■ **AIM OF THE EXERCISE**: Look through the data below for the string "store", and copy every line where it turns up.

■ **Records excerpted from a collection**:
------------------------------------------------------------------------

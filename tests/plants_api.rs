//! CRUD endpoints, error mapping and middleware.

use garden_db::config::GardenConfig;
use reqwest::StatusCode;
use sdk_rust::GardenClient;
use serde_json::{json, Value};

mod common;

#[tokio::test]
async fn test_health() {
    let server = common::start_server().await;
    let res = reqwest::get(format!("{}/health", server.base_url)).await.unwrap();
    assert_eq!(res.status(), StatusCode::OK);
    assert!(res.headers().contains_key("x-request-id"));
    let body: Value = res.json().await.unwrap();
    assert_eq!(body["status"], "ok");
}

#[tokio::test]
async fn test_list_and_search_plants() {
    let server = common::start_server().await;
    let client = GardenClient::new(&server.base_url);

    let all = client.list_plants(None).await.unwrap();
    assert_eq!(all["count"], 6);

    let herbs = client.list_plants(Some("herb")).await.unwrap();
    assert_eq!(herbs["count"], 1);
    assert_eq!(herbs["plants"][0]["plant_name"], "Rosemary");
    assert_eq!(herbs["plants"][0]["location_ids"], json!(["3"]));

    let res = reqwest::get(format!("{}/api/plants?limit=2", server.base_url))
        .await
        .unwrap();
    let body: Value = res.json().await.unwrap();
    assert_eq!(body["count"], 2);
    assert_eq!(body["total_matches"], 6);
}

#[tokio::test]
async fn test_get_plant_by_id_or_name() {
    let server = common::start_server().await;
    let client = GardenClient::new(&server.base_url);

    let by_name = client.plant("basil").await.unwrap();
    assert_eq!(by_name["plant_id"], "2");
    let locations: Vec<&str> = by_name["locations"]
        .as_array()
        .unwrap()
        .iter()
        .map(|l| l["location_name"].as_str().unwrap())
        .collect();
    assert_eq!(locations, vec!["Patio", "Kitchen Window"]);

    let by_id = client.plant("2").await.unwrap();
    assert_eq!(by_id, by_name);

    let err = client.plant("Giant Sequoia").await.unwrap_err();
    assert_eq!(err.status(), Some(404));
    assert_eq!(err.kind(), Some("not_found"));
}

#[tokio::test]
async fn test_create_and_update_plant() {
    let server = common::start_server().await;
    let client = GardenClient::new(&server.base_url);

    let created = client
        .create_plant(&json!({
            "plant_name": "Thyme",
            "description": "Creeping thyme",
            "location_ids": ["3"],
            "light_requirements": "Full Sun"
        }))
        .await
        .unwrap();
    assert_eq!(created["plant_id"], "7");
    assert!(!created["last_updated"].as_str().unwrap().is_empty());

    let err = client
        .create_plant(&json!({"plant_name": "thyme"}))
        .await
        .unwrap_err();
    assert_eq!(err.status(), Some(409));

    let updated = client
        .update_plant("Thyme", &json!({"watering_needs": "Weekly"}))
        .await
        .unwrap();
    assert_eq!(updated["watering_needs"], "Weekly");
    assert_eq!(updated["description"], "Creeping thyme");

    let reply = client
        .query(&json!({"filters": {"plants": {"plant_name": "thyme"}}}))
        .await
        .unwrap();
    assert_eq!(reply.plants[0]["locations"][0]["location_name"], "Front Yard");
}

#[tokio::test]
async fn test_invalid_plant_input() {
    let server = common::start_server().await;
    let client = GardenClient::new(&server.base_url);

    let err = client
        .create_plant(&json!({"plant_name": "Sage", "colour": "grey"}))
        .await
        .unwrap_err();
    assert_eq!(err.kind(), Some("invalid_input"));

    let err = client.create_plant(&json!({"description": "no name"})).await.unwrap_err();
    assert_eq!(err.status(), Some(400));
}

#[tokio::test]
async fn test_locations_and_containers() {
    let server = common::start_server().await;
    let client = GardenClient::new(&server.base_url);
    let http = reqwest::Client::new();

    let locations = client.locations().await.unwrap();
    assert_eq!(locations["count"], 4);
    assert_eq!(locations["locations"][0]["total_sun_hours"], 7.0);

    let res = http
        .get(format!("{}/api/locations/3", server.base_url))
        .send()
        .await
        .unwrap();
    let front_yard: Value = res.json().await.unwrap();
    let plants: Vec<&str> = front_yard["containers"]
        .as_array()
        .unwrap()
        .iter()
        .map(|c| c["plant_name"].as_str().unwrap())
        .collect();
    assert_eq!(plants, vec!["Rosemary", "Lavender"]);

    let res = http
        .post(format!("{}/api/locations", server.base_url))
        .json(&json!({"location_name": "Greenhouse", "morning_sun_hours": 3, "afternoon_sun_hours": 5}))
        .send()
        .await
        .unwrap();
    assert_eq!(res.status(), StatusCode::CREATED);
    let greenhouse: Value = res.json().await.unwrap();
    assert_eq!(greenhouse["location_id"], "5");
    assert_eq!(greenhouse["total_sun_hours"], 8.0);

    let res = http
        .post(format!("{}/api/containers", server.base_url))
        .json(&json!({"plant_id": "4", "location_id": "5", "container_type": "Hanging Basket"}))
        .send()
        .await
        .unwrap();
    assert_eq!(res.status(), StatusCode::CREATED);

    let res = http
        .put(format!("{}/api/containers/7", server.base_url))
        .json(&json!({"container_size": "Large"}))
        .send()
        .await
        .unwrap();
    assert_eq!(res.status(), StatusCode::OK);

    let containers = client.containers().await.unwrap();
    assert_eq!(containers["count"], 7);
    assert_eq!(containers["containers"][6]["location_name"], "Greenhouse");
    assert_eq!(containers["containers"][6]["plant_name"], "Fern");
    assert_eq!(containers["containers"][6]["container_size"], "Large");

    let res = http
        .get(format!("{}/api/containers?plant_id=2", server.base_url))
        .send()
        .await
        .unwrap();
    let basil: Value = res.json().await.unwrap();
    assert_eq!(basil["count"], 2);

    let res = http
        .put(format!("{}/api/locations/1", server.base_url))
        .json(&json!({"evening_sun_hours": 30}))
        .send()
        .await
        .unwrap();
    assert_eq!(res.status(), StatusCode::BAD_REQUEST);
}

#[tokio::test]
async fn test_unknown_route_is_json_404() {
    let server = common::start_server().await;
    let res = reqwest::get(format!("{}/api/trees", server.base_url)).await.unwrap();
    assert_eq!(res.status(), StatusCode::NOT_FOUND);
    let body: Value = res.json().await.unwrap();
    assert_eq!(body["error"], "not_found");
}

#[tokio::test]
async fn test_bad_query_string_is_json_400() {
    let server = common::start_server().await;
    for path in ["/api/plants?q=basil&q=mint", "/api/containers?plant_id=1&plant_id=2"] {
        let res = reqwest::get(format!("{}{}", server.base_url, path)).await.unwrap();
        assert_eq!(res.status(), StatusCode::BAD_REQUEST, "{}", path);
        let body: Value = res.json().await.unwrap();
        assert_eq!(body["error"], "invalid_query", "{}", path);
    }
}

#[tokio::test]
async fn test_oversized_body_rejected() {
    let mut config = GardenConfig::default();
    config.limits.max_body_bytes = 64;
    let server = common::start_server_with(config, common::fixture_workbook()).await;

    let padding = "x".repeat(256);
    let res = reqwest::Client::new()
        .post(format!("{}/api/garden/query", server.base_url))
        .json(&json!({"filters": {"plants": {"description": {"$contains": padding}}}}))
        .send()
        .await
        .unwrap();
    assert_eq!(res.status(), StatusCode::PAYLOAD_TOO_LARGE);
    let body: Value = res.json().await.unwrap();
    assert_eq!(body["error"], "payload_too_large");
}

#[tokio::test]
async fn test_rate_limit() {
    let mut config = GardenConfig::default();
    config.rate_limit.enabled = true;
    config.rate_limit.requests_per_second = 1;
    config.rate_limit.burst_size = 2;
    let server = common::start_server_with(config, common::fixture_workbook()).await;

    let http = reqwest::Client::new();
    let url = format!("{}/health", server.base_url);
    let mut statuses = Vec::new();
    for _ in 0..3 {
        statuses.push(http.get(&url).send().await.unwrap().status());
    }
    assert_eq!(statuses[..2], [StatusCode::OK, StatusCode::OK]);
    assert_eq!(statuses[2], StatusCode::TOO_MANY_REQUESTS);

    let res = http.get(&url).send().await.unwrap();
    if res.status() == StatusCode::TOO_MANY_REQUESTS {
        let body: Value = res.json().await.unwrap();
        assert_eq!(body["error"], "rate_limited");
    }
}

------------------------------------------------------------------------

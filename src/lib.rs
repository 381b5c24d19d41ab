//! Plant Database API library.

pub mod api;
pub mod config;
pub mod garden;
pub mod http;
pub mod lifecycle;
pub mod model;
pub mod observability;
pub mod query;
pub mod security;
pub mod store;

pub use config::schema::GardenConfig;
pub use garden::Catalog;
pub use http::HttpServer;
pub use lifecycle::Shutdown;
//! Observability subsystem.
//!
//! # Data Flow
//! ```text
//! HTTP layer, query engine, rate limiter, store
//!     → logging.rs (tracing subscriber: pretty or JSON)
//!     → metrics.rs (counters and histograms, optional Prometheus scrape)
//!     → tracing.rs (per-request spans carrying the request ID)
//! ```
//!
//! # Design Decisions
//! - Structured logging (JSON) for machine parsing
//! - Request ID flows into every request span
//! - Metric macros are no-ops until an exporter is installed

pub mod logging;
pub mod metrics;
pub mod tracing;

------------------------------------------------------------------------

■ **COMPLETED EXERCISE**:
pub mod store;
//! HTTP layer, query engine, rate limiter, store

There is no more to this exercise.